DECLARAÇÃO DE INTENÇÕES DAS EUROCIDADES DA FRONTEIRA LUSO-ESPANHOLA

Tendo em conta as premissas apresentadas anteriormente, os representantes das Eurocidades da fronteira luso-espanhola colocam as seguintes intenções:

– Proceder à abertura das fronteiras ou, mais específicamente, decretar a livre circulação dos cidadãos das Eurocidades da fronteira luso-espanhola entre os núcleos populacionais que compõem cada uma delas.

– Estabelecer um protocolo específico para a fronteira entre Espanha e Portugal, tendo em conta as fases de desconfinamento em que os territórios estão imersos, o que proporciona aos cidadãos, independentemente do seu país de residência, garantias legais similares e a nível de  controlo da saúde pública .

– Reconhecer o status de “Eurocidade” nos dois Estados de forma a definir um protocolo de ação em situações de crise em que a singularidade dessas áreas de fronteira seja considerada, possibilitando estabelecer medidas específicas para as localidades que as compõem.

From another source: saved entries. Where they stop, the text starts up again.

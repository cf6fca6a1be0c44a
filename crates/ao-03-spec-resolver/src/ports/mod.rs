//! # Ports Layer (Hexagonal Architecture)

pub mod inbound;
pub mod outbound;

pub use inbound::SpecificationResolverApi;
pub use outbound::{ClassificationRegistry, MetadataQuery};
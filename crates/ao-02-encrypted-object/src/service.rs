//! # Encrypted Object Client Service
//!
//! Seals payloads client-side and moves envelopes through an
//! `ObjectStoreTransport`. Every transport call is bounded by the configured
//! timeout; nothing is cached between calls.

use crate::algorithms::{audience_list, open, seal};
use crate::domain::{EncryptedEnvelope, EnvelopeMetadata, ObjectClientConfig, ObjectStoreError};
use crate::ports::{EncryptedObjectApi, ObjectStoreTransport};
use async_trait::async_trait;
use shared_crypto::{Secp256k1KeyPair, Secp256k1PublicKey};
use shared_types::{ContentHash, Message};
use std::collections::BTreeSet;
use std::future::Future;
use std::sync::Arc;
use tokio::time::timeout;
use tracing::{debug, info, warn};

/// Encrypted object client.
pub struct EncryptedObjectClient {
    transport: Arc<dyn ObjectStoreTransport>,
    config: ObjectClientConfig,
}

impl EncryptedObjectClient {
    /// Create a client over `transport`.
    pub fn new(transport: Arc<dyn ObjectStoreTransport>, config: ObjectClientConfig) -> Self {
        Self { transport, config }
    }

    /// Client configuration.
    pub fn config(&self) -> &ObjectClientConfig {
        &self.config
    }

    async fn bounded<T, F>(&self, operation: &'static str, call: F) -> Result<T, ObjectStoreError>
    where
        F: Future<Output = Result<T, ObjectStoreError>>,
    {
        match timeout(self.config.timeout, call).await {
            Ok(result) => result,
            Err(_) => {
                warn!(
                    operation,
                    timeout_ms = self.config.timeout_ms(),
                    "[ao-02] Object store call timed out"
                );
                Err(ObjectStoreError::StoreTimeout {
                    operation,
                    timeout_ms: self.config.timeout_ms(),
                })
            }
        }
    }

    async fn fetch_for(
        &self,
        hash: &ContentHash,
        public_key: &Secp256k1PublicKey,
    ) -> Result<EncryptedEnvelope, ObjectStoreError> {
        let envelope = self
            .bounded("get", self.transport.get(hash, public_key))
            .await?;
        if !envelope.has_audience(public_key) {
            return Err(ObjectStoreError::AudienceNotFound {
                public_key: public_key.to_hex(),
                hash: hash.to_string(),
            });
        }
        Ok(envelope)
    }

    /// Encode `message` and store it.
    pub async fn store_message<M: Message + Sync>(
        &self,
        message: &M,
        recipient: &Secp256k1PublicKey,
        additional_audiences: &BTreeSet<Secp256k1PublicKey>,
    ) -> Result<ContentHash, ObjectStoreError> {
        let payload = message.encode_to_vec()?;
        self.store(&payload, recipient, additional_audiences).await
    }

    /// Retrieve, decrypt and decode a typed message.
    pub async fn retrieve_and_decrypt_as<M: Message>(
        &self,
        hash: &ContentHash,
        key_pair: &Secp256k1KeyPair,
    ) -> Result<M, ObjectStoreError> {
        let plaintext = self.retrieve_and_decrypt(hash, key_pair).await?;
        M::decode(&plaintext).map_err(|e| ObjectStoreError::InvalidPayload(e.to_string()))
    }
}

#[async_trait]
impl EncryptedObjectApi for EncryptedObjectClient {
    async fn store(
        &self,
        payload: &[u8],
        recipient: &Secp256k1PublicKey,
        additional_audiences: &BTreeSet<Secp256k1PublicKey>,
    ) -> Result<ContentHash, ObjectStoreError> {
        let audiences = audience_list(recipient, additional_audiences);
        let envelope = seal(payload, &audiences, self.config.cipher)?;
        debug!(
            audiences = audiences.len(),
            size = payload.len(),
            "[ao-02] Sealed envelope"
        );

        let hash = self.bounded("put", self.transport.put(&envelope)).await?;
        info!(
            hash = %hash,
            audiences = audiences.len(),
            "[ao-02] Stored encrypted object"
        );
        Ok(hash)
    }

    async fn retrieve(
        &self,
        hash: &ContentHash,
        public_key: &Secp256k1PublicKey,
    ) -> Result<EnvelopeMetadata, ObjectStoreError> {
        Ok(self.fetch_for(hash, public_key).await?.metadata())
    }

    async fn retrieve_with_envelope(
        &self,
        hash: &ContentHash,
        public_key: &Secp256k1PublicKey,
    ) -> Result<(EnvelopeMetadata, Vec<u8>), ObjectStoreError> {
        let envelope = self.fetch_for(hash, public_key).await?;
        let metadata = envelope.metadata();
        Ok((metadata, envelope.ciphertext))
    }

    async fn retrieve_and_decrypt(
        &self,
        hash: &ContentHash,
        key_pair: &Secp256k1KeyPair,
    ) -> Result<Vec<u8>, ObjectStoreError> {
        let envelope = self.fetch_for(hash, &key_pair.public_key()).await?;
        let plaintext = open(&envelope, key_pair, &hash.to_string())?;
        info!(hash = %hash, size = plaintext.len(), "[ao-02] Retrieved and decrypted object");
        Ok(plaintext)
    }
}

– Solicitar meios de financiamento à União Europeia e aos Estados, através do Programa Operacional de Cooperação Transfronteiriça Espanha-Portugal 2014-2020 ou através da constituição de ITI’s transfronteiriças (Investimentos Territoriais Integrados) para aliviar o impacto económico produzido pela crise da Covid-19 de forma a ser possível apoiar os agentes locais e económicos das Eurocidades.

– Contemplar um plano para a recuperação de espaços fronteiriços com base na projeção das Eurocidades como aglomerações urbanas transfronteiriças seguras, longe de centros de contágio e que apostam em conjunto na segurança, saúde e bem-estar em suas ofertas comerciais a nível gastronómico, cultural, turístico e a nível de produção.

– Promover campanhas de sensibilização e comunicação próximas ao cidadão, destinadas a restabelecer laços de confiança e a melhorar a cultura de cooperação que existia na esfera social e empresarial, nas Eurocidades, antes do encerramento da fronteira.

ASSINATURAS A FAVOR DO MANIFESTO

 1) Eurocidade Cerveira-Tomiño (Dña. Sandra González Álvarez – Alcaldesa de Tomiño. Dr. Fernando Nogueira – Presidente Câmara Municipal de Vila Nova de Cerveira); 2) Eurocidade Tui-Valença (Enrique Cabaleiro González – Alcalde de Tui. Dr. Manuel Rodrigues Lopes – Presidente Câmara Municipal de Municipal de Valença); 3) Eurocidade Salvaterra de Miño-Monção (Dña. Marta Valcárcel Gómez – Alcaldesa de SalvaIerra de Miño. Dr. Antonio Barbosa – Presidente Câmara Municipal de Monção); 4) Eurocidade Chaves-Verín (Dr. Nuno Vaz – Presidente Câmara Municipal de Chaves. Gerardo Seoane Fidalgo – Alcalde de Verín); 5) Eurocidade Ciudad Rodrigo-Fuentes de Oñoro-Almeida (Marcos Iglesias Caridad – Alcalde de Ciudad Rodrigo. Isidoro J. Alanís Marcos – Alcalde de Fuentes de Oñoro. Dr. António Machado – Presidente Câmara Municipal de Almeida); 6) Eurocidade Badajoz-Elvas-Campo Maior (Francisco Javier Fragoso Marenez – Alcalde de Badajoz. Dr. Nuno Mocinha – Presidente Câmara Municipal de Elvas. Dr. João Muacho – Presidente Câmara Municipal de Campo Maior. 7) Eurocidade do Guadiana: Ayamonte-Vila Real de Santo Antonio-Castro Marim (Dña. Natalia Santos Mena – Alcaldesa de Ayamonte. Dra. Maria da Conceição Cipriano Cabrita – Presidente Câmara Municipal de Vila Real de Santo Antonio. Dr. Francisco Augusto Caimoto Amaral – Presidente Câmara Municipal de Castro Marim).